Die Führerscheinkosten der 380 Fahrschulen in Österreich variieren stark. Seitens des Verbands der Fahrschulunternehmer Österreichs der WKO verweist man lediglich auf den freien Markt als Grund dafür. Für Michael Tagwerker liegt der preisliche Unterschied vielmehr am West-Ost-Gefälle: „Die Nähe zur Schweiz schraubt die Lebenshaltungskosten in Vorarlberg immens hinauf“, sagt er.
Der Tagesablauf in der Fahrschule ist streng getaktet, trotzdem darf der Spaß nicht zu kurz kommen. Das Frühstück dauert bis neun, gegessen wird stets am Gemeinschaftstisch in der Küche. Danach geht es für die 30 Fahrschüler in die Unterrichtsräume oder auf den Übungsplatz vor der Fahrschule, wo abwechselnd Theorie- und Praxiseinheiten absolviert werden müssen. Jugendliche unter 18 sitzen hier aber kaum in den Reihen, denn oft sind es ältere Fahrschüler, die den Führerschein in ihrer Heimatgemeinde begonnen, aber nie fertig gemacht haben.
Der getaktete Ablauf und die abgeschottete Lage des südsteirischen Tausend-Einwohner-Dorfs hilft dabei, das Ziel nicht aus den Augen zu verlieren: „Alle, die es nicht schaffen, allein zu lernen und sich zu motivieren, fahren hierher in die Steiermark“, sagt Maximilian Karl aus Niederösterreich. Für den 21-Jährigen ist die Fahrschule ganz klar „Plan B“– allein hat er es nicht durchgezogen.
Um 18 Uhr ist dann Feierabend, nun wird gemeinsam gekocht. „Es ist eigentlich wie eine große WG“, erklärt Nathalie Lins. Neben dem Motivationsboost und dem Preis-Leistungs-Verhältnis lockt einige nämlich genau das nach Bairisch Kölldorf: „Viele unserer Schüler verbinden den Aufenthalt mit Urlaub, für die 18-Jährigen im Sommer ist es wie eine halbe Maturareise“, sagt die Leiterin der Fahrschule Thermenland, Heidemarie Schöllauf.

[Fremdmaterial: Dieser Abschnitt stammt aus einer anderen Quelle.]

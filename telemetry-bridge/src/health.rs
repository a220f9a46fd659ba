use crate::broker::{BrokerConnection, LinkStatus};
use crate::ingestion::{IngestionCounters, IngestionStats};
use crate::simulation::registry::SessionRegistry;
use crate::store::StoreConnection;
use serde::Serialize;
use std::sync::Arc;
use std::time::Instant;

#[derive(Debug, Serialize)]
pub struct BridgeHealth {
    pub uptime_seconds: u64,
    pub broker_status: LinkStatus,
    pub broker_last_error: Option<String>,
    pub broker_clients_created: u64,
    pub store_connected: bool,
    pub sessions_open: usize,
    pub simulations_running: usize,
    pub ingestion: IngestionCounters,
}

#[derive(Clone)]
pub struct HealthTracker {
    start_time: Instant,
    broker: BrokerConnection,
    store: StoreConnection,
    registry: SessionRegistry,
    ingestion: Arc<IngestionStats>,
}

impl HealthTracker {
    pub fn new(
        broker: BrokerConnection,
        store: StoreConnection,
        registry: SessionRegistry,
        ingestion: Arc<IngestionStats>,
    ) -> Self {
        Self {
            start_time: Instant::now(),
            broker,
            store,
            registry,
            ingestion,
        }
    }

    pub fn get_health(&self) -> BridgeHealth {
        BridgeHealth {
            uptime_seconds: self.start_time.elapsed().as_secs(),
            broker_status: self.broker.status(),
            broker_last_error: self.broker.last_error(),
            broker_clients_created: self.broker.clients_created(),
            store_connected: self.store.is_connected(),
            sessions_open: self.registry.session_count(),
            simulations_running: self.registry.running_count(),
            ingestion: self.ingestion.snapshot(),
        }
    }
}
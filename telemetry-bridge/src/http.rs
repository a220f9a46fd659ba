/**
 * API HTTP - Surface réseau du service
 *
 * ROUTES :
 * - /health          : sonde de vie, toujours `{"status":"ok"}`
 * - /system/health   : état des connexions, sessions et compteurs d'ingestion
 * - /ws              : sessions du générateur de test (voir ws.rs)
 * - /stations        : proxy vers `<GAIA_SERVER_URL>/telemetry/stations` (si configuré)
 * - /test            : fichiers statiques de la page de contrôle
 */

use crate::health::{BridgeHealth, HealthTracker};
use crate::simulation::SimulationScheduler;
use crate::ws;
use axum::extract::{RawQuery, State};
use axum::http::{header, StatusCode};
use axum::response::{IntoResponse, Response};
use axum::routing::get;
use axum::{Json, Router};
use std::path::Path;
use tower_http::services::ServeDir;
use tower_http::trace::TraceLayer;
use tracing::{error, warn};

#[derive(Clone)]
pub struct AppState {
    pub scheduler: SimulationScheduler,
    pub health: HealthTracker,
    pub stations: Option<StationsProxy>,
}

pub fn build_router(app_state: AppState, static_dir: &Path) -> Router {
    let mut router = Router::new()
        .route("/health", get(health))
        .route("/system/health", get(system_health))
        .route("/ws", get(ws::ws_handler));

    if app_state.stations.is_some() {
        router = router.route("/stations", get(stations));
    }

    if static_dir.is_dir() {
        router = router.nest_service("/test", ServeDir::new(static_dir));
    } else {
        warn!(dir = %static_dir.display(), "test generator page directory not found, /test disabled");
    }

    router.layer(TraceLayer::new_for_http()).with_state(app_state)
}

// GET /health
async fn health() -> Json<serde_json::Value> {
    Json(serde_json::json!({ "status": "ok" }))
}

// GET /system/health
async fn system_health(State(app): State<AppState>) -> Json<BridgeHealth> {
    Json(app.health.get_health())
}

// GET /stations?... (relai vers le serveur de stations)
async fn stations(State(app): State<AppState>, RawQuery(query): RawQuery) -> Response {
    match &app.stations {
        Some(proxy) => proxy.fetch(query.as_deref()).await,
        None => StatusCode::NOT_FOUND.into_response(),
    }
}

/// Relai HTTP vers la liste des stations du serveur amont
#[derive(Clone)]
pub struct StationsProxy {
    client: reqwest::Client,
    base_url: String,
}

impl StationsProxy {
    pub fn new(base_url: impl Into<String>) -> Self {
        Self {
            client: reqwest::Client::new(),
            base_url: base_url.into(),
        }
    }

    pub fn upstream_url(&self, query: Option<&str>) -> String {
        match query {
            Some(q) if !q.is_empty() => format!("{}/telemetry/stations?{q}", self.base_url),
            _ => format!("{}/telemetry/stations", self.base_url),
        }
    }

    async fn fetch(&self, query: Option<&str>) -> Response {
        let url = self.upstream_url(query);
        let upstream = async {
            let response = self.client.get(&url).send().await?;
            let status = response.status().as_u16();
            let content_type = response
                .headers()
                .get(reqwest::header::CONTENT_TYPE)
                .and_then(|v| v.to_str().ok())
                .unwrap_or("application/json")
                .to_string();
            let body = response.text().await?;
            Ok::<_, reqwest::Error>((status, content_type, body))
        };

        match upstream.await {
            Ok((status, content_type, body)) => {
                let status = StatusCode::from_u16(status).unwrap_or(StatusCode::BAD_GATEWAY);
                (status, [(header::CONTENT_TYPE, content_type)], body).into_response()
            }
            Err(e) => {
                error!(%url, error = %e, "failed to fetch stations list");
                (
                    StatusCode::INTERNAL_SERVER_ERROR,
                    Json(serde_json::json!({ "message": "Failed to fetch stations." })),
                )
                    .into_response()
            }
        }
    }
}
/**
 * STORE CONNECTION - Handle unique vers la base documentaire
 *
 * RÔLE :
 * Détient l'unique handle de base partagé par l'ingestion. La connexion est
 * établie à la première demande puis réutilisée pendant toute la vie du
 * processus ; seul `close()` la libère (arrêt ordonné).
 *
 * FONCTIONNEMENT :
 * - `DocumentStore` = interface commune d'écriture (insert + close)
 * - `StoreConnector` = fabrique du handle (MongoDB en production, mémoire en test)
 * - Échec de connexion : l'erreur remonte, l'appelant au démarrage la traite
 *   comme fatale (pas de mode dégradé)
 */

pub mod mongo;

use futures::future::BoxFuture;
use std::sync::atomic::{AtomicBool, Ordering};
use std::sync::Arc;
use tokio::sync::Mutex;
use tracing::{error, info};

/// Document à schéma ouvert, tel qu'inséré dans une collection
pub type Document = serde_json::Map<String, serde_json::Value>;

/// Erreurs possibles lors des opérations sur la base
#[derive(Debug, thiserror::Error)]
pub enum StoreError {
    #[error("store connection failed: {0}")]
    Connect(String),
    #[error("insert into '{collection}' failed: {reason}")]
    Insert { collection: String, reason: String },
    #[error("document encoding failed: {0}")]
    Encoding(String),
}

/// Interface commune que toute base documentaire doit implémenter
pub trait DocumentStore: Send + Sync {
    /// Insère un document et retourne l'identité attribuée par la base
    fn insert_one(&self, collection: &str, document: Document) -> BoxFuture<'_, Result<String, StoreError>>;

    /// Libère les ressources du handle
    fn close(&self) -> BoxFuture<'_, ()>;
}

pub type StoreHandle = Arc<dyn DocumentStore>;

/// Fabrique de handles de base
pub trait StoreConnector: Send + Sync {
    fn connect(&self) -> BoxFuture<'_, Result<StoreHandle, StoreError>>;
}

struct Inner {
    connector: Box<dyn StoreConnector>,
    handle: Mutex<Option<StoreHandle>>,
    connected: AtomicBool,
}

/// Gestionnaire de l'unique handle de base du processus
#[derive(Clone)]
pub struct StoreConnection {
    inner: Arc<Inner>,
}

impl StoreConnection {
    pub fn new<C: StoreConnector + 'static>(connector: C) -> Self {
        Self {
            inner: Arc::new(Inner {
                connector: Box::new(connector),
                handle: Mutex::new(None),
                connected: AtomicBool::new(false),
            }),
        }
    }

    /// Retourne le handle courant, en se connectant une seule fois si absent.
    /// Les appelants concurrents attendent la même tentative de connexion.
    pub async fn get_handle(&self) -> Result<StoreHandle, StoreError> {
        let mut slot = self.inner.handle.lock().await;
        if let Some(handle) = slot.as_ref() {
            return Ok(handle.clone());
        }

        info!("creating new database client");
        match self.inner.connector.connect().await {
            Ok(handle) => {
                *slot = Some(handle.clone());
                self.inner.connected.store(true, Ordering::Relaxed);
                info!("database connected");
                Ok(handle)
            }
            Err(e) => {
                error!(error = %e, "failed to connect to the database");
                Err(e)
            }
        }
    }

    pub fn is_connected(&self) -> bool {
        self.inner.connected.load(Ordering::Relaxed)
    }

    /// Libère le handle et revient à l'état absent. Sans effet si déjà fermé.
    pub async fn close(&self) {
        let handle = self.inner.handle.lock().await.take();
        let Some(handle) = handle else {
            return;
        };

        self.inner.connected.store(false, Ordering::Relaxed);
        info!("disconnecting from database");
        handle.close().await;
        info!("database disconnected");
    }
}
// --- Health et arrêt ---

#[tokio::test(start_paused = true)]
async fn health_reports_connections_and_sessions() {
    let h = TestHarness::new();
    h.start_ingestion().await.unwrap();
    h.connect_broker();
    let s = h.open_session();
    h.start_stations(&s, &["A1"], json!({}));
    h.broker_connector.deliver(TEST_TOPIC, r#"{"temp":19}"#);
    h.settle().await;

    let health = h.health.get_health();
    assert_eq!(health.broker_status, LinkStatus::Connected);
    assert_eq!(health.broker_clients_created, 1);
    assert!(health.store_connected);
    assert_eq!(health.sessions_open, 1);
    assert_eq!(health.simulations_running, 1);
    assert_eq!(health.ingestion.stored, 1);

    let json = serde_json::to_value(&health).unwrap();
    assert_eq!(json["broker_status"], "connected");
}

#[tokio::test]
async fn release_closes_store_and_broker_once() {
    let h = TestHarness::new();
    h.start_ingestion().await.unwrap();
    h.connect_broker();
    let client = h.broker_connector.last_client().unwrap();

    shutdown::release(&h.store, &h.broker).await;
    shutdown::release(&h.store, &h.broker).await;

    assert_eq!(h.memory_store().close_count(), 1);
    assert!(!h.store.is_connected());
    assert!(client.is_disconnected());
    assert_eq!(h.broker.status(), LinkStatus::Absent);
}

#[tokio::test(start_paused = true)]
async fn auto_connecting_broker_serves_both_paths() {
    let h = TestHarness::auto_connecting();
    h.start_ingestion().await.unwrap();
    h.settle().await;
    assert_eq!(h.broker.status(), LinkStatus::Connected);

    let mut s = h.open_session();
    h.start_stations(&s, &["A1"], json!({"temp": 18}));
    h.advance(TEST_PERIOD + SLACK).await;

    // la lecture publiée revient par la souscription d'ingestion
    let published = h.broker_connector.published_on(TEST_TOPIC);
    h.broker_connector.deliver(TEST_TOPIC, published[0].payload.clone());
    h.settle().await;

    let docs = h.memory_store().documents_in(TEST_COLLECTION);
    assert_eq!(docs.len(), 1);
    assert_eq!(docs[0]["stationIdentifier"], "A1");
    assert_eq!(docs[0]["topic"], "readings");
    assert_eq!(log_messages(&s.drain()).len(), 1);
    assert_eq!(h.broker_connector.clients_created(), 1);
}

Auch ihr ist es wichtig, dass die Fahrschüler Spaß haben. In der Fahrschule sei man vom ersten Tag an mit allen per Du, „das macht alles recht locker“, bestätigt Maximilian Karl.

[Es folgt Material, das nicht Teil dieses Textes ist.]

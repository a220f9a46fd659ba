/*!
Mock broker pour tests sans broker MQTT

`MockBrokerConnector` remplace le connecteur rumqttc : chaque client créé
enregistre ses publications et souscriptions, et le test pilote lui-même les
événements du lien (connected / error / closed / message entrant) du dernier
client créé.
*/

use futures::future::BoxFuture;
use parking_lot::Mutex;
use serde_json::Value;
use std::sync::atomic::{AtomicBool, AtomicUsize, Ordering};
use std::sync::Arc;
use std::time::Duration;
use telemetry_bridge::broker::{BrokerClient, BrokerConnector, BrokerError, LinkHandle, SharedClient};

#[derive(Debug, Clone, PartialEq)]
pub struct PublishedMessage {
    pub generation: u64,
    pub topic: String,
    pub payload: Vec<u8>,
}

impl PublishedMessage {
    pub fn json(&self) -> Option<Value> {
        serde_json::from_slice(&self.payload).ok()
    }
}

#[derive(Default)]
struct Recorder {
    published: Mutex<Vec<PublishedMessage>>,
    fail_publish: AtomicBool,
    publish_delay: Mutex<Option<Duration>>,
    reject_subscriptions: AtomicBool,
}

/// Client simulé ; partage l'enregistreur de son connecteur
pub struct MockBrokerClient {
    generation: u64,
    recorder: Arc<Recorder>,
    subscriptions: Mutex<Vec<String>>,
    disconnected: AtomicBool,
}

impl MockBrokerClient {
    pub fn generation(&self) -> u64 {
        self.generation
    }

    pub fn subscriptions(&self) -> Vec<String> {
        self.subscriptions.lock().clone()
    }

    pub fn is_disconnected(&self) -> bool {
        self.disconnected.load(Ordering::SeqCst)
    }
}

impl BrokerClient for MockBrokerClient {
    fn publish(&self, topic: &str, payload: Vec<u8>) -> BoxFuture<'_, Result<(), BrokerError>> {
        let topic = topic.to_string();
        Box::pin(async move {
            let delay = *self.recorder.publish_delay.lock();
            if let Some(delay) = delay {
                tokio::time::sleep(delay).await;
            }
            if self.recorder.fail_publish.load(Ordering::SeqCst) {
                return Err(BrokerError::Request("mock publish failure".into()));
            }
            tracing::debug!(%topic, bytes = payload.len(), "[mock] published");
            self.recorder.published.lock().push(PublishedMessage {
                generation: self.generation,
                topic,
                payload,
            });
            Ok(())
        })
    }

    fn subscribe(&self, topic: &str) -> BoxFuture<'_, Result<(), BrokerError>> {
        let topic = topic.to_string();
        Box::pin(async move {
            if self.recorder.reject_subscriptions.load(Ordering::SeqCst) {
                tracing::debug!(%topic, "[mock] subscription rejected");
                return Err(BrokerError::SubscriptionRejected { topic });
            }
            tracing::debug!(%topic, "[mock] subscribed");
            self.subscriptions.lock().push(topic);
            Ok(())
        })
    }

    fn disconnect(&self) -> BoxFuture<'_, Result<(), BrokerError>> {
        Box::pin(async move {
            self.disconnected.store(true, Ordering::SeqCst);
            Ok(())
        })
    }
}

/// Connecteur simulé, clonable : le test garde une copie après l'avoir
/// donné à la `BrokerConnection`
#[derive(Clone, Default)]
pub struct MockBrokerConnector {
    recorder: Arc<Recorder>,
    clients: Arc<Mutex<Vec<(LinkHandle, Arc<MockBrokerClient>)>>>,
    auto_connect: Arc<AtomicBool>,
    connects: Arc<AtomicUsize>,
}

impl MockBrokerConnector {
    pub fn new() -> Self {
        Self::default()
    }

    /// Chaque nouveau client signale `connected` depuis une task séparée
    pub fn auto_connecting() -> Self {
        let connector = Self::default();
        connector.auto_connect.store(true, Ordering::SeqCst);
        connector
    }

    pub fn clients_created(&self) -> usize {
        self.connects.load(Ordering::SeqCst)
    }

    pub fn last_client(&self) -> Option<Arc<MockBrokerClient>> {
        self.clients.lock().last().map(|(_, client)| client.clone())
    }

    pub fn link(&self, index: usize) -> Option<LinkHandle> {
        self.clients.lock().get(index).map(|(link, _)| link.clone())
    }

    fn last_link(&self) -> Option<LinkHandle> {
        self.clients.lock().last().map(|(link, _)| link.clone())
    }

    /// Signale la connexion établie du dernier client ; faux si aucun client
    pub fn connect_last(&self) -> bool {
        self.last_link().map(|link| link.connected()).is_some()
    }

    pub fn fail_last(&self, reason: &str) -> bool {
        self.last_link().map(|link| link.error(reason)).is_some()
    }

    pub fn close_last(&self) -> bool {
        self.last_link().map(|link| link.closed()).is_some()
    }

    /// Livre un message entrant comme s'il venait du broker
    pub fn deliver(&self, topic: &str, payload: impl Into<Vec<u8>>) -> bool {
        self.last_link().map(|link| link.message(topic, payload.into())).is_some()
    }

    pub fn set_fail_publish(&self, fail: bool) {
        self.recorder.fail_publish.store(fail, Ordering::SeqCst);
    }

    /// Chaque publication attend `delay` avant d'aboutir
    pub fn set_publish_delay(&self, delay: Option<Duration>) {
        *self.recorder.publish_delay.lock() = delay;
    }

    /// Le broker refuse les souscriptions (SubAck en échec)
    pub fn set_reject_subscriptions(&self, reject: bool) {
        self.recorder.reject_subscriptions.store(reject, Ordering::SeqCst);
    }

    pub fn published(&self) -> Vec<PublishedMessage> {
        self.recorder.published.lock().clone()
    }

    pub fn published_on(&self, topic: &str) -> Vec<PublishedMessage> {
        self.published().into_iter().filter(|m| m.topic == topic).collect()
    }

    pub fn clear(&self) {
        self.recorder.published.lock().clear();
    }
}

impl BrokerConnector for MockBrokerConnector {
    fn connect(&self, link: LinkHandle) -> SharedClient {
        let client = Arc::new(MockBrokerClient {
            generation: link.generation(),
            recorder: self.recorder.clone(),
            subscriptions: Mutex::new(Vec::new()),
            disconnected: AtomicBool::new(false),
        });
        self.connects.fetch_add(1, Ordering::SeqCst);
        self.clients.lock().push((link.clone(), client.clone()));

        if self.auto_connect.load(Ordering::SeqCst) {
            tokio::spawn(async move { link.connected() });
        }
        client
    }
}
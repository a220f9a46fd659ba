/**
 * TELEMETRY BRIDGE - Point d'entrée du service
 *
 * RÔLE : Orchestration : config → connexions broker/base → ingestion →
 * sessions de simulation → API HTTP/WebSocket.
 *
 * Toute erreur de démarrage (config, base injoignable, souscription, bind)
 * est fatale. Arrêt sur SIGINT/SIGTERM avec libération des connexions.
 */

use anyhow::Context;
use std::net::SocketAddr;
use telemetry_bridge::broker::mqtt::MqttConnector;
use telemetry_bridge::broker::BrokerConnection;
use telemetry_bridge::config::BridgeConfig;
use telemetry_bridge::health::HealthTracker;
use telemetry_bridge::http::{self, AppState, StationsProxy};
use telemetry_bridge::ingestion::IngestionPipeline;
use telemetry_bridge::shutdown;
use telemetry_bridge::simulation::registry::SessionRegistry;
use telemetry_bridge::simulation::SimulationScheduler;
use telemetry_bridge::store::mongo::MongoConnector;
use telemetry_bridge::store::StoreConnection;
use tokio::net::TcpListener;
use tracing::info;
use tracing_subscriber::EnvFilter;

#[tokio::main]
async fn main() -> anyhow::Result<()> {
    // .env optionnel
    dotenvy::dotenv().ok();

    tracing_subscriber::fmt()
        .with_env_filter(EnvFilter::try_from_default_env().unwrap_or_else(|_| EnvFilter::new("info")))
        .init();

    let cfg = BridgeConfig::from_env().context("invalid configuration")?;

    // connexions paresseuses partagées
    let connector = MqttConnector::new(cfg.broker.settings()).context("failed to prepare MQTT connector")?;
    let broker = BrokerConnection::new(connector);
    let store = StoreConnection::new(MongoConnector::new(cfg.mongodb_uri.clone()));

    // ingestion : base injoignable ou souscription refusée → arrêt
    let pipeline = IngestionPipeline::new(broker.clone(), store.clone(), cfg.broker.topic.clone(), cfg.collection.clone());
    pipeline.start().await.context("failed to start data ingestion")?;

    let registry = SessionRegistry::new();
    let scheduler = SimulationScheduler::new(
        broker.clone(),
        registry.clone(),
        cfg.broker.topic.clone(),
        cfg.simulation_period,
    );
    let health = HealthTracker::new(broker.clone(), store.clone(), registry, pipeline.stats());

    let app_state = AppState {
        scheduler,
        health,
        stations: cfg.stations_upstream.clone().map(StationsProxy::new),
    };
    let app = http::build_router(app_state, &cfg.test_generator_dir);

    let addr = SocketAddr::from(([0, 0, 0, 0], cfg.http_port));
    let listener = TcpListener::bind(addr)
        .await
        .with_context(|| format!("failed to bind {addr}"))?;
    info!(%addr, "server listening");

    axum::serve(listener, app)
        .with_graceful_shutdown(shutdown::wait_for_signal())
        .await
        .context("http server error")?;

    shutdown::release(&store, &broker).await;
    info!("telemetry bridge stopped");
    Ok(())
}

Andere Fahrschulen klagten
Die Fahrschule Thermenland profitiert jedenfalls von den „Führerscheinflüchtlingen“. Ungefähr die Hälfte ihrer Fahrschüler seien Einheimische, die andere Hälfte komme aus anderen Bundesländern. Josef Kaufmann, der zweite Fahrschulleiter, erklärt: „Von denen, die aus anderen Bundesländern anreisen, machen die Vorarlberger sicher zwei Drittel aus.“Michael Tagwerker von der WKO zufolge hätten die Abgänge der Vorarlberger in die Steiermark jedoch keine gravierenden Folgen auf die zwölf Fahrschulen im Ländle.

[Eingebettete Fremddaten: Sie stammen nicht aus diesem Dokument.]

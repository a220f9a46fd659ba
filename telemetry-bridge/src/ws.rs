//! WebSocket sessions of the test generator.
//!
//! Each accepted socket is one session: inbound frames are session commands,
//! outbound frames are the JSON events the scheduler emits for that session.

use crate::http::AppState;
use crate::simulation::SimulationScheduler;
use axum::extract::ws::{Message, WebSocket, WebSocketUpgrade};
use axum::extract::State;
use axum::response::IntoResponse;
use futures::{SinkExt, StreamExt};
use tokio::sync::mpsc;
use tracing::{debug, warn};

/// WebSocket upgrade handler: `GET /ws`
pub async fn ws_handler(ws: WebSocketUpgrade, State(app): State<AppState>) -> impl IntoResponse {
    let scheduler = app.scheduler.clone();
    ws.on_upgrade(move |socket| handle_socket(socket, scheduler))
}

async fn handle_socket(socket: WebSocket, scheduler: SimulationScheduler) {
    let (mut sender, mut receiver) = socket.split();
    let (events_tx, mut events_rx) = mpsc::unbounded_channel();
    let session = scheduler.open_session(events_tx);

    let mut send_task = tokio::spawn(async move {
        while let Some(event) = events_rx.recv().await {
            let json = match serde_json::to_string(&event) {
                Ok(json) => json,
                Err(e) => {
                    warn!(error = %e, "failed to serialize session event");
                    continue;
                }
            };
            if sender.send(Message::Text(json.into())).await.is_err() {
                break; // client parti
            }
        }
    });

    let commands = scheduler.clone();
    let mut recv_task = tokio::spawn(async move {
        while let Some(msg) = receiver.next().await {
            match msg {
                Ok(Message::Text(text)) => commands.handle_text(session, text.as_str()),
                Ok(Message::Binary(bytes)) => commands.handle_text(session, &String::from_utf8_lossy(&bytes)),
                Ok(Message::Close(_)) => break,
                Ok(_) => {} // ping/pong
                Err(e) => {
                    debug!(%session, error = %e, "websocket receive error");
                    break;
                }
            }
        }
    });

    tokio::select! {
        _ = &mut send_task => recv_task.abort(),
        _ = &mut recv_task => send_task.abort(),
    }

    scheduler.close_session(session);
}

Im Jahr 2010 kam es trotzdem zu einer Klage gegen die steirische Fahrschule – und zwar von einem Zusammenschluss Vorarlberger Fahrschulen. Der Grund: Vier Fahrlehrer aus der Steiermark fahren zweimal im Jahr für die Perfektionsfahrten nach Vorarlberg, um ihre Fahrschüler vor Ort zu unterstützen. Ob das rechtlich erlaubt ist, war bis dahin unklar. Die Vorarlberger Fahrschulen befürchteten damals Umsatzeinbußen. Im Jänner 2011 wurde den Steirern jedoch vom Verwaltungsgerichtshof recht gegeben.
Die Fahrschule Thermenland hat mit ihrem Konzept jedenfalls ins Schwarze getroffen – denn auch die Sommercamps für 2020 sind bereits ausgebucht.
Viele Schüler verbinden den Aufenthalt mit Urlaub.